L’orient est une construction fantasmée de l’occident, un ensemble de songes d’exotismes et la femme se trouve être le lieu de tous les fantasmes érotiques de l’occident. Quand la modernité exclue l’ornement, elle chasse la culture exotique Orientale et par la même le féminin. De ce fossé entre l’orient et l’occident, produit entre autre par l’époque coloniale, nait une catégorie de refoulés des Arts à savoir le féminin, le primitif et l’exotique. Le conflit Loos/Klimt est à l’image de cette séparation orient et occident. C’est à cette époque charnière de la modernité que le conflit commence et perdurera jusqu’à la postmodernité, quand la distinction entre figuratif et abstrait sera dissoute. Si la « vraie modernité » occidentale, radicale et masculine fuse aussi vite que le progrès et se coupe du passé. Celle de Vienne, plus souterraine, à contre-courant, refuse les grands dualismes entre art-noble et art-appliqué, féminin et masculin, puisant aux sources de Byzance et de Grenade, une esthétique hybride et interculturelle.

A opposer féminin et masculin et surtout se lancer dans un dualisme à la Otto Weininger [Note. Sexe et caractère], je m’attends aux foudres. La question est délicate mais pas inintéressante : Pourquoi l’ornement serait-il ce féminin primitif de la natura naturans [note Spinoza] tandis que l’aspect mâle revêt la raison éclairée de la modernité ?
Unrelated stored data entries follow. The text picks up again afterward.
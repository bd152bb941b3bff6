// src/bridge.rs
//! Host capability gateway.
//!
//! Every host capability a plugin may call is a named channel in an
//! [`IpcBridge`]. Workers never reach the bridge directly: the connection's
//! dispatch loop calls [`IpcBridge::invoke`] on their behalf for each
//! `ipc-call` it receives.

use std::future::Future;
use std::sync::Arc;

use async_trait::async_trait;
use dashmap::DashMap;
use dashmap::mapref::entry::Entry;
use serde::Serialize;
use serde_json::Value;
use thiserror::Error;
use tracing::{debug, info};

#[derive(Debug, Error)]
pub enum BridgeError {
    #[error("a handler is already registered for channel `{0}`")]
    DuplicateChannel(String),

    #[error("no handler registered for channel `{0}`")]
    UnknownChannel(String),

    #[error(transparent)]
    Handler(#[from] anyhow::Error),
}

/// Passed as the first argument to every handler.
///
/// Calls arriving over the bridge did not come through a real transport, so
/// the event only carries the host process identity. Its shape is the same for
/// every call.
#[derive(Debug, Clone, Copy, PartialEq, Eq, Serialize)]
#[serde(rename_all = "camelCase")]
pub struct InvokeEvent {
    pub process_id: u32,
    pub synthetic: bool,
}

impl InvokeEvent {
    pub fn synthetic() -> Self {
        Self { process_id: std::process::id(), synthetic: true }
    }
}

#[async_trait]
pub trait IpcHandler: Send + Sync + 'static {
    async fn handle(&self, event: InvokeEvent, args: Vec<Value>) -> anyhow::Result<Value>;
}

#[async_trait]
impl<F, Fut> IpcHandler for F
where
    F: Fn(InvokeEvent, Vec<Value>) -> Fut + Send + Sync + 'static,
    Fut: Future<Output = anyhow::Result<Value>> + Send + 'static,
{
    async fn handle(&self, event: InvokeEvent, args: Vec<Value>) -> anyhow::Result<Value> {
        (self)(event, args).await
    }
}

#[derive(Default)]
pub struct IpcBridge {
    handlers: DashMap<String, Arc<dyn IpcHandler>>,
}

impl std::fmt::Debug for IpcBridge {
    fn fmt(&self, f: &mut std::fmt::Formatter<'_>) -> std::fmt::Result {
        f.debug_struct("IpcBridge").field("channels", &self.list_channels()).finish()
    }
}

impl IpcBridge {
    pub fn new() -> Self {
        Self::default()
    }

    /// Adds a capability. Every worker talking to this bridge can call it, so
    /// this belongs to host start-up rather than to individual calls.
    pub fn register<H: IpcHandler>(&self, channel: impl Into<String>, handler: H) -> Result<(), BridgeError> {
        let channel = channel.into();
        match self.handlers.entry(channel) {
            Entry::Occupied(e) => Err(BridgeError::DuplicateChannel(e.key().clone())),
            Entry::Vacant(e) => {
                info!(channel = %e.key(), "registered ipc handler");
                e.insert(Arc::new(handler));
                Ok(())
            }
        }
    }

    /// Removing a channel that is not there is fine. Returns whether one was removed.
    pub fn unregister(&self, channel: &str) -> bool {
        let removed = self.handlers.remove(channel).is_some();
        if removed {
            info!(%channel, "unregistered ipc handler");
        }
        removed
    }

    pub async fn invoke(&self, channel: &str, args: Vec<Value>) -> Result<Value, BridgeError> {
        // clone out of the map so no shard lock is held across the await
        let handler = self
            .handlers
            .get(channel)
            .map(|h| Arc::clone(h.value()))
            .ok_or_else(|| BridgeError::UnknownChannel(channel.to_string()))?;

        debug!(%channel, args = args.len(), "invoking ipc handler");
        Ok(handler.handle(InvokeEvent::synthetic(), args).await?)
    }

    /// Sorted channel names, for diagnostics only. This says nothing about
    /// what a particular worker is allowed to call.
    pub fn list_channels(&self) -> Vec<String> {
        let mut channels: Vec<String> = self.handlers.iter().map(|e| e.key().clone()).collect();
        channels.sort();
        channels
    }

    pub fn contains(&self, channel: &str) -> bool {
        self.handlers.contains_key(channel)
    }
}

#[cfg(test)]
mod tests {
    use super::*;
    use serde_json::json;
    use std::sync::Mutex;

    fn echo_bridge() -> IpcBridge {
        let bridge = IpcBridge::new();
        bridge
            .register("echo", |_event: InvokeEvent, args: Vec<Value>| async move {
                Ok::<_, anyhow::Error>(args.into_iter().next().unwrap_or(Value::Null))
            })
            .unwrap();
        bridge
    }

    #[tokio::test]
    async fn invoke_returns_handler_value() {
        let bridge = echo_bridge();
        let out = bridge.invoke("echo", vec![json!("hi"), json!(2)]).await.unwrap();
        assert_eq!(out, json!("hi"));
    }

    #[tokio::test]
    async fn unknown_channel_names_the_channel() {
        let bridge = echo_bridge();
        let err = bridge.invoke("ghost", vec![]).await.unwrap_err();
        assert!(matches!(err, BridgeError::UnknownChannel(_)));
        assert!(err.to_string().contains("ghost"));
    }

    #[tokio::test]
    async fn duplicate_registration_keeps_first_handler() {
        let bridge = echo_bridge();
        let err = bridge
            .register("echo", |_e: InvokeEvent, _a: Vec<Value>| async move { Ok::<_, anyhow::Error>(json!("second")) })
            .unwrap_err();
        assert!(matches!(err, BridgeError::DuplicateChannel(ref c) if c == "echo"));
        assert_eq!(bridge.invoke("echo", vec![json!("first")]).await.unwrap(), json!("first"));
    }

    #[tokio::test]
    async fn unregister_is_idempotent() {
        let bridge = echo_bridge();
        assert!(bridge.unregister("echo"));
        assert!(!bridge.unregister("echo"));
        assert!(!bridge.unregister("never-there"));
        assert!(bridge.list_channels().is_empty());
    }

    #[tokio::test]
    async fn handler_errors_propagate_unchanged() {
        let bridge = IpcBridge::new();
        bridge
            .register("fs.read", |_e: InvokeEvent, _a: Vec<Value>| async move {
                Err::<Value, _>(anyhow::anyhow!("permission denied"))
            })
            .unwrap();
        let err = bridge.invoke("fs.read", vec![]).await.unwrap_err();
        assert!(matches!(err, BridgeError::Handler(_)));
        assert_eq!(err.to_string(), "permission denied");
    }

    #[tokio::test]
    async fn event_shape_is_stable_across_calls() {
        let seen = Arc::new(Mutex::new(Vec::new()));
        let bridge = IpcBridge::new();
        let sink = seen.clone();
        bridge
            .register("probe", move |event: InvokeEvent, _a: Vec<Value>| {
                let sink = sink.clone();
                async move {
                    sink.lock().unwrap().push(event);
                    Ok::<_, anyhow::Error>(Value::Null)
                }
            })
            .unwrap();

        bridge.invoke("probe", vec![]).await.unwrap();
        bridge.invoke("probe", vec![json!(1)]).await.unwrap();

        let seen = seen.lock().unwrap();
        assert_eq!(seen.len(), 2);
        assert_eq!(seen[0], seen[1]);
        assert!(seen[0].synthetic);
        assert_eq!(seen[0].process_id, std::process::id());
    }

    #[test]
    fn list_channels_is_sorted() {
        let bridge = echo_bridge();
        bridge
            .register("app.version", |_e: InvokeEvent, _a: Vec<Value>| async move { Ok::<_, anyhow::Error>(json!("1.0")) })
            .unwrap();
        assert_eq!(bridge.list_channels(), vec!["app.version".to_string(), "echo".to_string()]);
        assert!(bridge.contains("echo"));
    }
}
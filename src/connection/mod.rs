// src/connection/mod.rs
//! Host-side supervisor for one plugin worker.
//!
//! A [`Connection`] owns at most one worker at a time and walks it through
//! `Stopped → Starting → Running → Stopping → Stopped`. A worker that dies on
//! its own drops the connection straight back to `Stopped`.
//!
//! `start()` resolves only after the worker's `ready` handshake. Outer calls
//! (`send_message`) are correlated by id and bounded by the connection's call
//! timeout; teardown, requested or not, fails every call still waiting with
//! [`ConnectionError::ConnectionClosed`].

mod dispatch;
mod pending;

use std::collections::HashSet;
use std::sync::Arc;
use std::time::Duration;

use plugin_protocol::id::generate_id;
use plugin_protocol::{Envelope, MessageType, RemoteError, TransportError, Worker, WorkerSender};
use serde::Serialize;
use serde_json::Value;
use thiserror::Error;
use tokio::sync::{Mutex, watch};
use tokio::task::JoinHandle;
use tokio::time::timeout;
use tracing::{debug, info, warn};

use crate::bridge::IpcBridge;
use pending::PendingCalls;

pub const DEFAULT_CALL_TIMEOUT: Duration = Duration::from_secs(30);

/// How long `stop()` waits for the event loop to drain after terminating.
const STOP_GRACE: Duration = Duration::from_secs(5);

#[derive(Debug, Error)]
pub enum ConnectionError {
    /// `start()` while the previous worker is still being torn down.
    #[error("connection already has a worker that is still shutting down")]
    AlreadyRunning,

    #[error("connection is not started")]
    NotStarted,

    #[error("`{0}` is a reply, not a request")]
    NotARequest(MessageType),

    #[error("message {id} timed out after {timeout_ms} ms")]
    Timeout { id: String, timeout_ms: u128 },

    /// The worker answered with `error`; the remote stack is kept.
    #[error("{0}")]
    Remote(RemoteError),

    #[error("connection closed before a response arrived")]
    ConnectionClosed,

    #[error("worker exited with code {code} before it was ready")]
    WorkerExited { code: i32 },

    #[error("could not spawn worker: {0}")]
    Spawn(String),

    #[error("could not encode payload: {0}")]
    Serialize(String),
}

impl ConnectionError {
    /// The worker-side stack of a remote failure, if it sent one.
    pub fn remote_stack(&self) -> Option<&str> {
        match self {
            ConnectionError::Remote(err) => err.stack.as_deref(),
            _ => None,
        }
    }
}

#[derive(Debug, Clone, Copy, PartialEq, Eq)]
pub enum ConnectionState {
    Stopped,
    Starting,
    Running,
    Stopping,
}

/// Starts the worker thread for a connection. Called once per `start()`.
pub trait WorkerSpawner: Send + Sync + 'static {
    fn spawn(&self, name: &str) -> Result<Worker, TransportError>;
}

impl<F> WorkerSpawner for F
where
    F: Fn(&str) -> Result<Worker, TransportError> + Send + Sync + 'static,
{
    fn spawn(&self, name: &str) -> Result<Worker, TransportError> {
        (self)(name)
    }
}

#[derive(Debug, Clone)]
pub struct ConnectionOptions {
    pub name: String,
    pub call_timeout: Duration,
    /// Channels this connection's worker may call. `None` means every channel
    /// registered on the bridge.
    pub allowed_channels: Option<HashSet<String>>,
}

impl ConnectionOptions {
    pub fn new(name: impl Into<String>) -> Self {
        Self { name: name.into(), call_timeout: DEFAULT_CALL_TIMEOUT, allowed_channels: None }
    }

    pub fn with_timeout(mut self, call_timeout: Duration) -> Self {
        self.call_timeout = call_timeout;
        self
    }

    pub fn allow_channels<I, S>(mut self, channels: I) -> Self
    where
        I: IntoIterator<Item = S>,
        S: Into<String>,
    {
        self.allowed_channels = Some(channels.into_iter().map(Into::into).collect());
        self
    }
}

struct ActiveWorker {
    worker: Worker,
    sender: WorkerSender,
    dispatch: JoinHandle<()>,
}

#[derive(Default)]
struct Slot {
    active: Option<ActiveWorker>,
    last_exit: Option<i32>,
}

struct Inner {
    name: String,
    spawner: Box<dyn WorkerSpawner>,
    bridge: Arc<IpcBridge>,
    allowed: Option<HashSet<String>>,
    call_timeout: Duration,
    state: watch::Sender<ConnectionState>,
    slot: Mutex<Slot>,
    pending: PendingCalls,
}

/// Cheap to clone; all clones drive the same worker.
#[derive(Clone)]
pub struct Connection {
    inner: Arc<Inner>,
}

impl std::fmt::Debug for Connection {
    fn fmt(&self, f: &mut std::fmt::Formatter<'_>) -> std::fmt::Result {
        f.debug_struct("Connection")
            .field("name", &self.inner.name)
            .field("state", &self.state())
            .field("pending", &self.inner.pending.len())
            .finish()
    }
}

impl Connection {
    pub fn new<S: WorkerSpawner>(options: ConnectionOptions, bridge: Arc<IpcBridge>, spawner: S) -> Self {
        let (state, _) = watch::channel(ConnectionState::Stopped);
        Self {
            inner: Arc::new(Inner {
                name: options.name,
                spawner: Box::new(spawner),
                bridge,
                allowed: options.allowed_channels,
                call_timeout: options.call_timeout,
                state,
                slot: Mutex::new(Slot::default()),
                pending: PendingCalls::default(),
            }),
        }
    }

    pub fn name(&self) -> &str {
        &self.inner.name
    }

    pub fn state(&self) -> ConnectionState {
        *self.inner.state.borrow()
    }

    /// Follows state changes, e.g. to notice a worker crash.
    pub fn watch_state(&self) -> watch::Receiver<ConnectionState> {
        self.inner.state.subscribe()
    }

    pub fn pending_calls(&self) -> usize {
        self.inner.pending.len()
    }

    pub fn call_timeout(&self) -> Duration {
        self.inner.call_timeout
    }

    /// Spawns the worker and waits for its `ready`. Concurrent callers share
    /// the same start attempt.
    pub async fn start(&self) -> Result<(), ConnectionError> {
        let mut states = {
            let mut slot = self.inner.slot.lock().await;
            match self.state() {
                ConnectionState::Running => {
                    warn!(connection = %self.inner.name, "start() on a running connection");
                    return Ok(());
                }
                ConnectionState::Stopping => return Err(ConnectionError::AlreadyRunning),
                ConnectionState::Starting => {}
                ConnectionState::Stopped => {
                    let mut worker = self
                        .inner
                        .spawner
                        .spawn(&self.inner.name)
                        .map_err(|e| ConnectionError::Spawn(e.to_string()))?;
                    let events = worker
                        .take_events()
                        .ok_or_else(|| ConnectionError::Spawn("worker events already taken".into()))?;
                    let sender = worker.sender();

                    slot.last_exit = None;
                    self.inner.state.send_replace(ConnectionState::Starting);
                    let dispatch = tokio::spawn(dispatch::run(Arc::downgrade(&self.inner), events, sender.clone()));
                    slot.active = Some(ActiveWorker { worker, sender, dispatch });
                    info!(connection = %self.inner.name, "worker spawned, waiting for ready");
                }
            }
            self.inner.state.subscribe()
        };

        let reached = match states.wait_for(|s| *s != ConnectionState::Starting).await {
            Ok(state) => *state,
            Err(_) => ConnectionState::Stopped,
        };

        match reached {
            ConnectionState::Running => Ok(()),
            _ => match self.inner.slot.lock().await.last_exit {
                Some(code) => Err(ConnectionError::WorkerExited { code }),
                None => Err(ConnectionError::ConnectionClosed),
            },
        }
    }

    /// Terminates the worker. Calls still waiting fail with `ConnectionClosed`.
    pub async fn stop(&self) {
        let active = {
            let mut slot = self.inner.slot.lock().await;
            if matches!(self.state(), ConnectionState::Stopped | ConnectionState::Stopping) {
                debug!(connection = %self.inner.name, "stop() on a stopped connection");
                return;
            }
            self.inner.state.send_replace(ConnectionState::Stopping);
            slot.active.take()
        };

        let rejected = self.inner.pending.reject_all(|| ConnectionError::ConnectionClosed);
        if rejected > 0 {
            debug!(connection = %self.inner.name, rejected, "rejected pending calls on stop");
        }

        if let Some(ActiveWorker { mut worker, dispatch, .. }) = active {
            worker.terminate();
            let abort = dispatch.abort_handle();
            if timeout(STOP_GRACE, dispatch).await.is_err() {
                warn!(connection = %self.inner.name, "worker did not exit in time, detaching");
                abort.abort();
            }
        }

        self.inner.state.send_replace(ConnectionState::Stopped);
        info!(connection = %self.inner.name, "connection stopped");
    }

    /// Sends an outer request and waits for the matching `response`/`error`.
    /// Dropping the returned future abandons the call and frees its entry.
    pub async fn send_message<P: Serialize>(&self, kind: MessageType, payload: P) -> Result<Value, ConnectionError> {
        if !kind.is_request() {
            return Err(ConnectionError::NotARequest(kind));
        }
        if self.state() != ConnectionState::Running {
            return Err(ConnectionError::NotStarted);
        }
        let sender = {
            let slot = self.inner.slot.lock().await;
            slot.active.as_ref().map(|a| a.sender.clone())
        }
        .ok_or(ConnectionError::NotStarted)?;

        let payload = serde_json::to_value(payload).map_err(|e| ConnectionError::Serialize(e.to_string()))?;
        let id = generate_id(Some("msg"));
        let response = self.inner.pending.register(&id);
        let _entry = self.inner.pending.guard(&id);

        // a teardown between the state check and the register would miss this entry
        if self.state() != ConnectionState::Running {
            return Err(ConnectionError::ConnectionClosed);
        }

        if let Err(err) = sender.post_json(&Envelope::new(kind, id.clone(), payload)) {
            debug!(connection = %self.inner.name, %id, %err, "could not post message");
            return Err(ConnectionError::ConnectionClosed);
        }
        debug!(connection = %self.inner.name, %id, %kind, "message sent");

        match timeout(self.inner.call_timeout, response).await {
            Ok(Ok(outcome)) => outcome,
            Ok(Err(_)) => Err(ConnectionError::ConnectionClosed),
            Err(_) => {
                warn!(connection = %self.inner.name, %id, %kind, "message timed out");
                Err(ConnectionError::Timeout { id: id.clone(), timeout_ms: self.inner.call_timeout.as_millis() })
            }
        }
    }
}
// plugin_protocol/src/transport.rs
//! Dedicated-thread workers.
//!
//! A `Worker` owns one OS thread running its own current-thread tokio
//! runtime. Host and worker share no memory: they only exchange owned
//! `serde_json::Value`s over unbounded channels, so every message has to be
//! re-validated by whoever receives it.
//!
//! Everything the worker produces (messages, errors, its final exit code)
//! arrives on a single ordered event stream that exists before the thread is
//! started, so nothing a worker emits can be missed.

use std::future::Future;
use std::panic::{self, AssertUnwindSafe};
use std::thread;

use serde::Serialize;
use serde_json::Value;
use thiserror::Error;
use tokio::sync::{mpsc, oneshot};
use tracing::{debug, trace};

/// Exit code reported when a worker is terminated from the outside.
pub const TERMINATED_EXIT_CODE: i32 = 1;

#[derive(Debug, Error)]
pub enum TransportError {
    #[error("failed to spawn worker: {0}")]
    SpawnFailed(String),

    #[error("the other side of the worker port is gone")]
    Disconnected,

    #[error("message could not be encoded: {0}")]
    Serialize(String),
}

/// What the host observes from a worker.
#[derive(Debug, Clone, PartialEq)]
pub enum WorkerEvent {
    Message(Value),
    Error(String),
    Exit(i32),
}

/// Worker-side handle used to post messages to the host.
#[derive(Debug, Clone)]
pub struct PortSender {
    tx: mpsc::UnboundedSender<WorkerEvent>,
}

impl PortSender {
    pub fn post(&self, message: Value) -> Result<(), TransportError> {
        self.tx
            .send(WorkerEvent::Message(message))
            .map_err(|_| TransportError::Disconnected)
    }

    pub fn post_json<T: Serialize>(&self, message: &T) -> Result<(), TransportError> {
        let value = serde_json::to_value(message).map_err(|e| TransportError::Serialize(e.to_string()))?;
        self.post(value)
    }
}

/// The worker's end of the connection.
#[derive(Debug)]
pub struct WorkerPort {
    sender: PortSender,
    inbound: mpsc::UnboundedReceiver<Value>,
}

impl WorkerPort {
    /// Builds a detached port pair without a thread. The returned receiver
    /// sees what the worker posts; the sender feeds the worker's inbound side.
    pub fn pair() -> (Self, mpsc::UnboundedSender<Value>, mpsc::UnboundedReceiver<WorkerEvent>) {
        let (to_worker, inbound) = mpsc::unbounded_channel();
        let (event_tx, events) = mpsc::unbounded_channel();
        (Self { sender: PortSender { tx: event_tx }, inbound }, to_worker, events)
    }

    pub fn sender(&self) -> PortSender {
        self.sender.clone()
    }

    /// Next message from the host; `None` once the host dropped its side.
    pub async fn recv(&mut self) -> Option<Value> {
        self.inbound.recv().await
    }

    pub fn split(self) -> (PortSender, mpsc::UnboundedReceiver<Value>) {
        (self.sender, self.inbound)
    }
}

/// Host-side handle to post messages into a worker. Cheap to clone.
#[derive(Debug, Clone)]
pub struct WorkerSender {
    tx: mpsc::UnboundedSender<Value>,
}

impl WorkerSender {
    pub fn new(tx: mpsc::UnboundedSender<Value>) -> Self {
        Self { tx }
    }

    pub fn post(&self, message: Value) -> Result<(), TransportError> {
        self.tx.send(message).map_err(|_| TransportError::Disconnected)
    }

    pub fn post_json<T: Serialize>(&self, message: &T) -> Result<(), TransportError> {
        let value = serde_json::to_value(message).map_err(|e| TransportError::Serialize(e.to_string()))?;
        self.post(value)
    }
}

/// Host-side handle to a running worker thread.
///
/// Dropping the handle terminates the worker.
#[derive(Debug)]
pub struct Worker {
    name: String,
    sender: WorkerSender,
    events: Option<mpsc::UnboundedReceiver<WorkerEvent>>,
    terminate: Option<oneshot::Sender<()>>,
    thread: Option<thread::JoinHandle<()>>,
}

impl Worker {
    /// Starts `entry` on a fresh thread named `name`.
    ///
    /// The worker ends with exit code 0 when `entry` returns `Ok`, and with a
    /// non-zero code (preceded by a `WorkerEvent::Error`) when it fails,
    /// panics or is terminated.
    pub fn spawn<F, Fut>(name: impl Into<String>, entry: F) -> Result<Self, TransportError>
    where
        F: FnOnce(WorkerPort) -> Fut + Send + 'static,
        Fut: Future<Output = anyhow::Result<()>> + 'static,
    {
        let name = name.into();
        let (port, to_worker, events) = WorkerPort::pair();
        let event_tx = port.sender.tx.clone();
        let (terminate_tx, terminate_rx) = oneshot::channel();

        let thread = thread::Builder::new()
            .name(name.clone())
            .spawn(move || {
                let code = run_entry(entry, port, terminate_rx, &event_tx);
                trace!(code, "worker thread finished");
                let _ = event_tx.send(WorkerEvent::Exit(code));
            })
            .map_err(|e| TransportError::SpawnFailed(e.to_string()))?;

        debug!(worker = %name, "worker thread spawned");
        Ok(Self {
            name,
            sender: WorkerSender::new(to_worker),
            events: Some(events),
            terminate: Some(terminate_tx),
            thread: Some(thread),
        })
    }

    pub fn name(&self) -> &str {
        &self.name
    }

    pub fn sender(&self) -> WorkerSender {
        self.sender.clone()
    }

    pub fn post(&self, message: Value) -> Result<(), TransportError> {
        self.sender.post(message)
    }

    /// The event stream can only be consumed by one listener.
    pub fn take_events(&mut self) -> Option<mpsc::UnboundedReceiver<WorkerEvent>> {
        self.events.take()
    }

    /// Asks the worker to stop. Its future is dropped at the next await
    /// point and an `Exit(TERMINATED_EXIT_CODE)` event follows.
    pub fn terminate(&mut self) {
        if let Some(tx) = self.terminate.take() {
            debug!(worker = %self.name, "terminating worker");
            let _ = tx.send(());
        }
    }

    pub fn is_finished(&self) -> bool {
        self.thread.as_ref().is_none_or(|t| t.is_finished())
    }
}

impl Drop for Worker {
    fn drop(&mut self) {
        self.terminate();
        // the thread is detached; it reports its exit on the event stream
        self.thread.take();
    }
}

fn run_entry<F, Fut>(
    entry: F,
    port: WorkerPort,
    terminate_rx: oneshot::Receiver<()>,
    events: &mpsc::UnboundedSender<WorkerEvent>,
) -> i32
where
    F: FnOnce(WorkerPort) -> Fut,
    Fut: Future<Output = anyhow::Result<()>>,
{
    let runtime = match tokio::runtime::Builder::new_current_thread().enable_all().build() {
        Ok(runtime) => runtime,
        Err(e) => {
            let _ = events.send(WorkerEvent::Error(format!("failed to build worker runtime: {e}")));
            return 1;
        }
    };

    let outcome = panic::catch_unwind(AssertUnwindSafe(|| {
        runtime.block_on(async move {
            tokio::select! {
                res = entry(port) => Some(res),
                // a dropped sender counts as a termination request too
                _ = terminate_rx => None,
            }
        })
    }));

    match outcome {
        Ok(Some(Ok(()))) => 0,
        Ok(Some(Err(e))) => {
            let _ = events.send(WorkerEvent::Error(format!("{e:#}")));
            1
        }
        Ok(None) => TERMINATED_EXIT_CODE,
        Err(panic) => {
            let _ = events.send(WorkerEvent::Error(panic_message(panic.as_ref())));
            1
        }
    }
}

fn panic_message(panic: &(dyn std::any::Any + Send)) -> String {
    if let Some(s) = panic.downcast_ref::<&str>() {
        format!("worker panicked: {s}")
    } else if let Some(s) = panic.downcast_ref::<String>() {
        format!("worker panicked: {s}")
    } else {
        "worker panicked".to_string()
    }
}
// plugin_protocol/src/test_util.rs
//! An in-memory plugin loader for host tests.

use std::collections::BTreeMap;
use std::sync::Arc;

use async_trait::async_trait;
use serde_json::{Value, json};
use tokio::sync::Mutex;

use crate::message::{InvokeExtensionParams, MessageType, RegisterPluginParams, RemoteError, UnregisterPluginParams};
use crate::transport::{TransportError, Worker};
use crate::worker_runtime::{WorkerConfig, WorkerContext, WorkerHandler, run_worker};

#[derive(Debug, Default)]
struct LoaderState {
    plugins: BTreeMap<String, RegisterPluginParams>,
    requests: Vec<MessageType>,
    initialized: bool,
    disposed: bool,
}

/// Keeps plugins in a map and forwards `invokeExtension` to the host: the
/// extension point is used as the IPC channel and the args are passed as-is.
#[derive(Debug, Clone, Default)]
pub struct RecordingLoader {
    state: Arc<Mutex<LoaderState>>,
}

/// Read side of a [`RecordingLoader`], kept by the test.
#[derive(Debug, Clone)]
pub struct LoaderProbe {
    state: Arc<Mutex<LoaderState>>,
}

impl RecordingLoader {
    pub fn with_probe() -> (Self, LoaderProbe) {
        let loader = Self::default();
        let probe = LoaderProbe { state: loader.state.clone() };
        (loader, probe)
    }

    /// Spawns a worker thread running this loader.
    pub fn spawn(&self, name: &str) -> Result<Worker, TransportError> {
        let loader = self.clone();
        Worker::spawn(name, move |port| run_worker(port, loader, WorkerConfig::default()))
    }
}

impl LoaderProbe {
    pub async fn plugin_ids(&self) -> Vec<String> {
        self.state.lock().await.plugins.keys().cloned().collect()
    }

    pub async fn requests(&self) -> Vec<MessageType> {
        self.state.lock().await.requests.clone()
    }

    pub async fn initialized(&self) -> bool {
        self.state.lock().await.initialized
    }

    pub async fn disposed(&self) -> bool {
        self.state.lock().await.disposed
    }
}

fn parse<T: serde::de::DeserializeOwned>(payload: Value) -> Result<T, RemoteError> {
    serde_json::from_value(payload).map_err(|e| RemoteError::new(format!("invalid payload: {e}")))
}

#[async_trait]
impl WorkerHandler for RecordingLoader {
    async fn handle(&mut self, kind: MessageType, payload: Value, ctx: &WorkerContext) -> Result<Value, RemoteError> {
        self.state.lock().await.requests.push(kind);
        let log = ctx.logger().with_context("recording-loader");

        match kind {
            MessageType::RegisterPlugin => {
                let params: RegisterPluginParams = parse(payload)?;
                let mut state = self.state.lock().await;
                if state.plugins.contains_key(&params.plugin_id) {
                    return Err(RemoteError::new(format!("plugin `{}` is already registered", params.plugin_id)));
                }
                log.info(format!("registered {}", params.plugin_id));
                let id = params.plugin_id.clone();
                state.plugins.insert(id.clone(), params);
                Ok(json!({ "pluginId": id }))
            }
            MessageType::UnregisterPlugin => {
                let params: UnregisterPluginParams = parse(payload)?;
                let removed = self.state.lock().await.plugins.remove(&params.plugin_id).is_some();
                Ok(json!({ "removed": removed }))
            }
            MessageType::InitializePlugins => {
                let mut state = self.state.lock().await;
                state.initialized = true;
                Ok(json!({ "initialized": state.plugins.len() }))
            }
            MessageType::DisposePlugins => {
                let mut state = self.state.lock().await;
                state.disposed = true;
                state.initialized = false;
                Ok(Value::Null)
            }
            MessageType::InvokeExtension => {
                let params: InvokeExtensionParams = parse(payload)?;
                if !self.state.lock().await.plugins.contains_key(&params.plugin_id) {
                    return Err(RemoteError::new(format!("unknown plugin `{}`", params.plugin_id)));
                }
                match ctx.ipc().invoke(&params.extension_point, params.args).await {
                    Ok(result) => Ok(result),
                    Err(e) => {
                        let err = RemoteError::new(e.to_string());
                        log.error_with("extension call failed", err.clone());
                        Err(err)
                    }
                }
            }
            other => Err(RemoteError::new(format!("unsupported request `{other}`"))),
        }
    }
}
Lorsque l’on évoque le féminin comme mythe de la nature, on fait référence aux origines de l’humanité, quand nature et femme étaient liées dans la magie des forces de vie, des cycles et des rythmes, dans l’abondance des plaisirs et des dons nourriciers, toutes deux jouissant du pouvoir créateur, instrument de leur pouvoir sur le monde et les hommes. Le premier dieu est une femme, déesse solaire source de vie arborant la splendeur de sa fécondité. Liée aux forces telluriques elle devient dragon et serpent. C’est la guérisseuse qui va et vient d’un monde à l’autre. C’est la chamane qui éprouve le chant des morts. C’est la grande mère cosmique, l’ancêtre unique, celle qui engendra l’univers et souffla la vie humaine. C’est celle qui sait et qui sent au flair, à l’intuition, et qui porte en son sein la clef des mystères d’une nature indomptée.

« Soyez féconds et prolifiques, remplissez la terre et dominez-la. Soumettez les poissons de la mer, les oiseaux du ciel et toute bête qui remue sur la terre. » [Genèse, 1.28]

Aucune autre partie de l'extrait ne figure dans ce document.